WORK REQUIRED:
From the first entry to the last, copy each one exactly.

WORKING DATA:
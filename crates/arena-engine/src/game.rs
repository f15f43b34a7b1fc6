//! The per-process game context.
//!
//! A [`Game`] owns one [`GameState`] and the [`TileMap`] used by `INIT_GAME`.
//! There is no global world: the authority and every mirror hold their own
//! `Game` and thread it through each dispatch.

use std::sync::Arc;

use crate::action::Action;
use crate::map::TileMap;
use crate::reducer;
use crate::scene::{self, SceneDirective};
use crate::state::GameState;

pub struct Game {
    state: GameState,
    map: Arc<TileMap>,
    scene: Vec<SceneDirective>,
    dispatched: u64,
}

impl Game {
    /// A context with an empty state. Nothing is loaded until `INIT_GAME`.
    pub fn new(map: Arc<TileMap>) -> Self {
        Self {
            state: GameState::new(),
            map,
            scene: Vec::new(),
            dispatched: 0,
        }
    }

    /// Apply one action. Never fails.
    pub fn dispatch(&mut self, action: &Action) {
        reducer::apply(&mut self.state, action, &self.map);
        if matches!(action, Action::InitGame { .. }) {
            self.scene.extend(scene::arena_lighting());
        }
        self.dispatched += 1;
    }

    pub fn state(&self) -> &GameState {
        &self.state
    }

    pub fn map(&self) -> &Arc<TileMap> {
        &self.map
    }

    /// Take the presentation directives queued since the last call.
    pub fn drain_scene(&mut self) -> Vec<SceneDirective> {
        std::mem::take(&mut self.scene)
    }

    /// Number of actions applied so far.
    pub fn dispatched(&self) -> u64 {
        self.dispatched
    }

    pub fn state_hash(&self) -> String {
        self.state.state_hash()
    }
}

ANSWER SPACE:
filename crates/arena-engine/src/game.rs
repository f15f43b34a7b1fc6
//! The per-process game context.
//!
//! A [`Game`] owns one [`GameState`] and the [`TileMap`] used by `INIT_GAME`.
//! There is no global world: the authority and every mirror hold their own
//! `Game` and thread it through each dispatch.

use std::sync::Arc;

use crate::action::Action;
use crate::map::TileMap;
use crate::reducer;
use crate::scene::{self, SceneDirective};
use crate::state::GameState;

pub struct Game {
    state: GameState,
    map: Arc<TileMap>,
    scene: Vec<SceneDirective>,
    dispatched: u64,
}

impl Game {
    /// A context with an empty state. Nothing is loaded until `INIT_GAME`.
    pub fn new(map: Arc<TileMap>) -> Self {
        Self {
            state: GameState::new(),
            map,
            scene: Vec::new(),
            dispatched: 0,
        }
    }

    /// Apply one action. Never fails.
    pub fn dispatch(&mut self, action: &Action) {
        reducer::apply(&mut self.state, action, &self.map);
        if matches!(action, Action::InitGame { .. }) {
            self.scene.extend(scene::arena_lighting());
        }
        self.dispatched += 1;
    }

    pub fn state(&self) -> &GameState {
        &self.state
    }

    pub fn map(&self) -> &Arc<TileMap> {
        &self.map
    }

    /// Take the presentation directives queued since the last call.
    pub fn drain_scene(&mut self) -> Vec<SceneDirective> {
        std::mem::take(&mut self.scene)
    }

    /// Number of actions applied so far.
    pub fn dispatched(&self) -> u64 {
        self.dispatched
    }

    pub fn state_hash(&self) -> String {
        self.state.state_hash()
    }
}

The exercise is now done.